RECORDS PROVIDED START

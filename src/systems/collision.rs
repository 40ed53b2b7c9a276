//! Pairwise collision detection.
//!
//! Tests every pair of active matched entities whose layers interact and
//! queues a [`CollisionEvent`] on the event bus for each overlap. Pairs are
//! visited in ascending id order, so events arrive in a stable order. The
//! system runs at physics priority and is registered after the physics
//! system, so it sees this frame's positions.

use log::trace;

use crate::components::collider::{Collider, WorldShape};
use crate::components::transform::Transform;
use crate::ecs::component::{ComponentKind, ComponentSet};
use crate::ecs::entity::EntityId;
use crate::ecs::error::SystemResult;
use crate::ecs::system::{System, SystemBase, SystemContext, SystemPriority};
use crate::events::bus::EventSender;
use crate::events::collision::CollisionEvent;

pub struct CollisionSystem {
    base: SystemBase,
    events: EventSender,
    contacts: Vec<CollisionEvent>,
}

impl CollisionSystem {
    pub const NAME: &'static str = "collision";

    pub fn new(events: EventSender) -> Self {
        Self {
            base: SystemBase::new(
                Self::NAME,
                SystemPriority::PHYSICS,
                ComponentSet::of(&[ComponentKind::Transform, ComponentKind::Collider]),
            ),
            events,
            contacts: Vec::new(),
        }
    }

    /// Contacts found by the last update.
    pub fn contacts(&self) -> &[CollisionEvent] {
        &self.contacts
    }
}

impl System for CollisionSystem {
    fn base(&self) -> &SystemBase {
        &self.base
    }

    fn base_mut(&mut self) -> &mut SystemBase {
        &mut self.base
    }

    fn update(&mut self, _dt: f32, ctx: &mut SystemContext<'_, '_>) -> SystemResult {
        self.contacts.clear();

        let mut bodies: Vec<(EntityId, Collider, WorldShape)> =
            Vec::with_capacity(self.base.matched().len());
        for id in self.base.matched().iter() {
            if !ctx.entity(id).is_some_and(|e| e.is_active()) {
                continue;
            }
            let transform = ctx.component::<Transform>(id);
            let collider = *ctx.component::<Collider>(id);
            bodies.push((id, collider, collider.world_shape(transform.x, transform.y)));
        }

        for (i, (a, collider_a, shape_a)) in bodies.iter().enumerate() {
            for (b, collider_b, shape_b) in &bodies[i + 1..] {
                if collider_a.interacts_with(collider_b) && shape_a.intersects(shape_b) {
                    trace!("collision between {} and {}", a, b);
                    self.contacts.push(CollisionEvent::new(*a, *b));
                }
            }
        }

        for contact in &self.contacts {
            self.events.send((*contact).into());
        }
        Ok(())
    }
}

#[cfg(test)]
mod tests {
    use super::*;
    use crate::events::bus::EventBus;

    #[test]
    fn requires_transform_and_collider() {
        let bus = EventBus::new();
        let system = CollisionSystem::new(bus.sender());
        let required = system.required_components();
        assert!(required.contains(ComponentKind::Transform));
        assert!(required.contains(ComponentKind::Collider));
        assert_eq!(required.len(), 2);
        assert_eq!(system.priority(), SystemPriority::PHYSICS);
        assert!(system.contacts().is_empty());
    }
}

RECORDS PROVIDED END

THE TASK:
Total the lines of the data that include the word "CollisionSystem", and give that total as the sole response.

EXPECTED OUTPUT:
4